I can just imagine you thinking “where is he going with all that?”  Well, in Beziers there is a church dedicated to St Aphrodise, and for years I’ve been trying to visit it.  Each time it was locked up and I could not find out when it might be open.  Then I came across the programme for the Fete de St Aphrodise, which advertised guided visits of the church and the crypt.  The cave which St Aphrodise withdrew to is now the crypt of the church, allegedly.

I got there for 12.30, just in time for the last visit.  From the outside the church is only partially visible, most of its perimeter has been built up, and the only access is currently via the small square on the south side.  What is visible is impressive – a large square bell tower looms over the square and the stone walls are incredible.  Up some steps to get to the entrance.  We were ushered into a chapel to the left of the door, where we waited for our guide.  The chapel had been beautifully restored, and I got the feeling that the visit would be interesting.  Our guide introduced himself as having worked for the archaeological department of the town of Beziers until his retirement, so he was familiar with several aspects of the church.  He explained that there are two parts to the present building – the Romanesque nave and the 14th century choir and apse.  The chapel we were standing in was in the base of the 14th century tower, and during work on the stairs it was discovered that there was a room below the chapel.  Indications showed that this room had been used for black masses – the priest at the time was not happy with that discovery!  We went past that staircase and into the choir by a small door.  Only a little light filtered through the stained glass windows of the apse, there was no light and our guide had only a small torch.

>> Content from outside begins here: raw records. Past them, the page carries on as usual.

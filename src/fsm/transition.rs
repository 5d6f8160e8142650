//! Guarded edges between states.
//!
//! A [`Transition`] is satisfiable only while enabled. Its [`Guard`]
//! decides how the rest of the check works: the condition list (AND of
//! every enabled condition, never satisfiable when empty), a single
//! predicate, or a one-shot event consumed from the machine's
//! [`EventTriggers`].

use serde::Serialize;

use super::condition::Condition;
use super::events::EventTriggers;
use super::notify::{Pipeline, TransitionRef};
use super::state::StateId;

/// Registry-assigned transition handle, unique per machine.
#[derive(Debug, Clone, Copy, Hash, Eq, PartialEq, Ord, PartialOrd, Serialize)]
#[serde(transparent)]
pub struct TransitionId(pub u64);

impl std::fmt::Display for TransitionId {
    fn fmt(&self, f: &mut std::fmt::Formatter<'_>) -> std::fmt::Result {
        write!(f, "{}", self.0)
    }
}

/// What decides whether an enabled transition is satisfied.
pub enum Guard {
    /// Every enabled condition in the list holds. An empty list never does.
    AllConditions,
    /// A single externally supplied predicate; the condition list is ignored.
    Predicate(Box<dyn Fn() -> bool + Send + Sync>),
    /// A one-shot named event; the condition list is ignored.
    Event(String),
}

impl Guard {
    /// Short label used in logs and metrics.
    #[must_use]
    pub const fn kind(&self) -> &'static str {
        match self {
            Self::AllConditions => "conditions",
            Self::Predicate(_) => "predicate",
            Self::Event(_) => "event",
        }
    }
}

impl std::fmt::Debug for Guard {
    fn fmt(&self, f: &mut std::fmt::Formatter<'_>) -> std::fmt::Result {
        match self {
            Self::AllConditions => write!(f, "AllConditions"),
            Self::Predicate(_) => f.debug_tuple("Predicate").finish_non_exhaustive(),
            Self::Event(name) => f.debug_tuple("Event").field(name).finish(),
        }
    }
}

/// A directed, guarded edge from one state to another.
///
/// # Example
///
/// ```rust
/// use std::time::Duration;
/// use tickstate::fsm::{Condition, Transition};
///
/// let patrol_to_chase: Transition<()> = Transition::new("patrol", "chase")
///     .with_condition(Condition::predicate("player_seen", || true))
///     .with_condition(Condition::elapsed("settle", Duration::from_millis(200)))
///     .with_priority(5);
///
/// let hit: Transition<()> = Transition::on_event("chase", "stagger", "hit");
/// assert_eq!(hit.event(), Some("hit"));
/// assert_eq!(patrol_to_chase.priority(), 5);
/// ```
pub struct Transition<C> {
    id: Option<TransitionId>,
    from: StateId,
    to: StateId,
    priority: i32,
    enabled: bool,
    conditions: Vec<Condition<C>>,
    guard: Guard,
}

impl<C> Transition<C> {
    /// Condition-list transition with no conditions yet.
    pub fn new(from: impl Into<StateId>, to: impl Into<StateId>) -> Self {
        Self {
            id: None,
            from: from.into(),
            to: to.into(),
            priority: 0,
            enabled: true,
            conditions: Vec::new(),
            guard: Guard::AllConditions,
        }
    }

    /// Predicate transition.
    pub fn when<F>(from: impl Into<StateId>, to: impl Into<StateId>, predicate: F) -> Self
    where
        F: Fn() -> bool + Send + Sync + 'static,
    {
        Self {
            guard: Guard::Predicate(Box::new(predicate)),
            ..Self::new(from, to)
        }
    }

    /// Event-consuming transition.
    pub fn on_event(
        from: impl Into<StateId>,
        to: impl Into<StateId>,
        event: impl Into<String>,
    ) -> Self {
        Self {
            guard: Guard::Event(event.into()),
            ..Self::new(from, to)
        }
    }

    /// Appends a condition to the AND chain.
    #[must_use]
    pub fn with_condition(mut self, condition: Condition<C>) -> Self {
        self.conditions.push(condition);
        self
    }

    /// Sets the informational priority.
    #[must_use]
    pub const fn with_priority(mut self, priority: i32) -> Self {
        self.priority = priority;
        self
    }

    /// Registry handle, `None` until the transition is added to a machine.
    #[must_use]
    pub const fn id(&self) -> Option<TransitionId> {
        self.id
    }

    /// Source state.
    #[must_use]
    pub const fn from(&self) -> &StateId {
        &self.from
    }

    /// Destination state.
    #[must_use]
    pub const fn to(&self) -> &StateId {
        &self.to
    }

    /// Stored priority. Evaluation order does not depend on it.
    #[must_use]
    pub const fn priority(&self) -> i32 {
        self.priority
    }

    /// Returns whether the transition can be taken at all.
    #[must_use]
    pub const fn is_enabled(&self) -> bool {
        self.enabled
    }

    /// Enables or disables the transition.
    pub const fn set_enabled(&mut self, enabled: bool) {
        self.enabled = enabled;
    }

    /// Conditions in the AND chain.
    #[must_use]
    pub fn conditions(&self) -> &[Condition<C>] {
        &self.conditions
    }

    /// Mutable access to the conditions, e.g. to toggle one.
    pub fn conditions_mut(&mut self) -> &mut [Condition<C>] {
        &mut self.conditions
    }

    /// Guard kind.
    #[must_use]
    pub const fn guard(&self) -> &Guard {
        &self.guard
    }

    /// Event name for event-consuming transitions.
    #[must_use]
    pub fn event(&self) -> Option<&str> {
        match &self.guard {
            Guard::Event(name) => Some(name),
            _ => None,
        }
    }

    /// Returns whether either endpoint is `state`.
    #[must_use]
    pub fn references(&self, state: &str) -> bool {
        self.from == state || self.to == state
    }

    /// Evaluates the guard. Event guards consume their trigger on success.
    pub fn can_transition(&self, ctx: &C, events: &EventTriggers) -> bool {
        self.check(ctx, events, true)
    }

    /// Evaluates the guard without consuming event triggers.
    pub fn is_satisfied(&self, ctx: &C, events: &EventTriggers) -> bool {
        self.check(ctx, events, false)
    }

    fn check(&self, ctx: &C, events: &EventTriggers, consume: bool) -> bool {
        if !self.enabled {
            return false;
        }
        match &self.guard {
            Guard::AllConditions => {
                !self.conditions.is_empty() && self.conditions.iter().all(|c| c.holds(ctx))
            }
            Guard::Predicate(predicate) => predicate(),
            Guard::Event(name) if consume => events.consume(name),
            Guard::Event(name) => events.is_triggered(name),
        }
    }

    /// Clears internal condition state, re-arming timers.
    pub fn reset_conditions(&self) {
        for condition in &self.conditions {
            condition.reset();
        }
    }

    pub(crate) fn bind(&mut self, id: TransitionId, ctx: &C) {
        self.id = Some(id);
        for condition in &self.conditions {
            condition.initialize(ctx);
        }
    }

    pub(crate) fn reference(&self, pipeline: Pipeline) -> TransitionRef {
        TransitionRef {
            id: self.id,
            from: Some(self.from.clone()),
            to: self.to.clone(),
            pipeline,
        }
    }
}

impl<C> std::fmt::Debug for Transition<C> {
    fn fmt(&self, f: &mut std::fmt::Formatter<'_>) -> std::fmt::Result {
        f.debug_struct("Transition")
            .field("id", &self.id)
            .field("from", &self.from)
            .field("to", &self.to)
            .field("priority", &self.priority)
            .field("enabled", &self.enabled)
            .field("conditions", &self.conditions)
            .field("guard", &self.guard)
            .finish()
    }
}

The first impression was wow – a huge space, which had a totally abandoned feel.  And it turned out that was exactly what had happened.  As the population of the centre of Beziers dwindled, the congregation of St Aphrodise slowly declined to the point where the parish was no longer viable, and the church shut up.  The church buildings belong to the French state, and of course there is very little money to maintain the thousands of churches, cathedrals and chapels all over France.  An association was formed, the Friends of St Aphrodise, with the aim of protecting the cultural heritage of that church.  And there is a lot which needs protecting.  The interior of the church was remodelled at some point in the 18th century, with a beautiful baldachin added over the main altar.  At that time someone decided that it would be a good idea to unify the appearance of the Romanesque nave and the gothic choir by adding a vaulted ceiling in the nave.  Unfortunately the Romanesque walls of the nave had not been designed to carry that kind of weight and over the centuries they have been shifting outwards ever so slightly, to the point where it became too dangerous to enter that part of the building.  In the 1920’s someone had the idea to repaint the interior of the church – at that point a lot of the original 14th century paintings were still intact.  It seems that what was there was scraped off and plastered over, not much left to uncover, unfortunately.  So what our guide showed us was essentially the choir and apse – beautifully panelled walls with choir stalls along the walls.  Apparently one bishop sold them to Abbey of Cassan near Beziers, and another one bought them back one hundred and fifty years later.  Behind the main altar is a chapel which houses a strange display case.  All kinds of bone and other things in an enormous reliquary.  On the walls either side are marble plaques, detailing the treasures which the church owned.  Makes fascinating reading, but I would imagine that most of it has disappeared.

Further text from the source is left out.